▶ [Exercise goal]:
Return every line of the material exactly.

▶ [Input]:

◆ ◆ ◆ ◆

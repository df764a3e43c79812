use crate::{Context, ProvideCredential, Result};
use async_trait::async_trait;
use std::fmt::{self, Debug};

/// A chain of credential providers that will be tried in order.
///
/// The first provider to answer with `Some` wins. A provider error is
/// logged and skipped so one broken source cannot block the ones after it.
pub struct ProvideCredentialChain<K> {
    providers: Vec<Box<dyn ProvideCredential<Credential = K>>>,
}

impl<K: Send + Sync + Unpin + 'static> ProvideCredentialChain<K> {
    /// Create a new empty credential provider chain.
    pub fn new() -> Self {
        Self {
            providers: Vec::new(),
        }
    }

    /// Add a credential provider to the chain.
    pub fn push(mut self, provider: impl ProvideCredential<Credential = K> + 'static) -> Self {
        self.providers.push(Box::new(provider));
        self
    }
}

impl<K: Send + Sync + Unpin + 'static> Default for ProvideCredentialChain<K> {
    fn default() -> Self {
        Self::new()
    }
}

impl<K> Debug for ProvideCredentialChain<K> {
    fn fmt(&self, f: &mut fmt::Formatter<'_>) -> fmt::Result {
        f.debug_struct("ProvideCredentialChain")
            .field("providers_count", &self.providers.len())
            .finish()
    }
}

#[async_trait]
impl<K: Send + Sync + Unpin + 'static> ProvideCredential for ProvideCredentialChain<K> {
    type Credential = K;

    async fn provide_credential(&self, ctx: &Context) -> Result<Option<Self::Credential>> {
        for provider in &self.providers {
            log::debug!("trying credential provider: {provider:?}");

            match provider.provide_credential(ctx).await {
                Ok(Some(cred)) => {
                    log::debug!("loaded credential from provider: {provider:?}");
                    return Ok(Some(cred));
                }
                Ok(None) => continue,
                Err(e) => {
                    log::warn!("credential provider {provider:?} failed: {e:?}");
                    continue;
                }
            }
        }

        Ok(None)
    }
}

◆ ◆ ◆ ◆

▶ [Finished task]:
repository df764a3e43c79812
use crate::{Context, ProvideCredential, Result};
use async_trait::async_trait;
use std::fmt::{self, Debug};

/// A chain of credential providers that will be tried in order.
///
/// The first provider to answer with `Some` wins. A provider error is
/// logged and skipped so one broken source cannot block the ones after it.
pub struct ProvideCredentialChain<K> {
    providers: Vec<Box<dyn ProvideCredential<Credential = K>>>,
}

impl<K: Send + Sync + Unpin + 'static> ProvideCredentialChain<K> {
    /// Create a new empty credential provider chain.
    pub fn new() -> Self {
        Self {
            providers: Vec::new(),
        }
    }

    /// Add a credential provider to the chain.
    pub fn push(mut self, provider: impl ProvideCredential<Credential = K> + 'static) -> Self {
        self.providers.push(Box::new(provider));
        self
    }
}

impl<K: Send + Sync + Unpin + 'static> Default for ProvideCredentialChain<K> {
    fn default() -> Self {
        Self::new()
    }
}

impl<K> Debug for ProvideCredentialChain<K> {
    fn fmt(&self, f: &mut fmt::Formatter<'_>) -> fmt::Result {
        f.debug_struct("ProvideCredentialChain")
            .field("providers_count", &self.providers.len())
            .finish()
    }
}

#[async_trait]
impl<K: Send + Sync + Unpin + 'static> ProvideCredential for ProvideCredentialChain<K> {
    type Credential = K;

    async fn provide_credential(&self, ctx: &Context) -> Result<Option<Self::Credential>> {
        for provider in &self.providers {
            log::debug!("trying credential provider: {provider:?}");

            match provider.provide_credential(ctx).await {
                Ok(Some(cred)) => {
                    log::debug!("loaded credential from provider: {provider:?}");
                    return Ok(Some(cred));
                }
                Ok(None) => continue,
                Err(e) => {
                    log::warn!("credential provider {provider:?} failed: {e:?}");
                    continue;
                }
            }
        }

        Ok(None)
    }
}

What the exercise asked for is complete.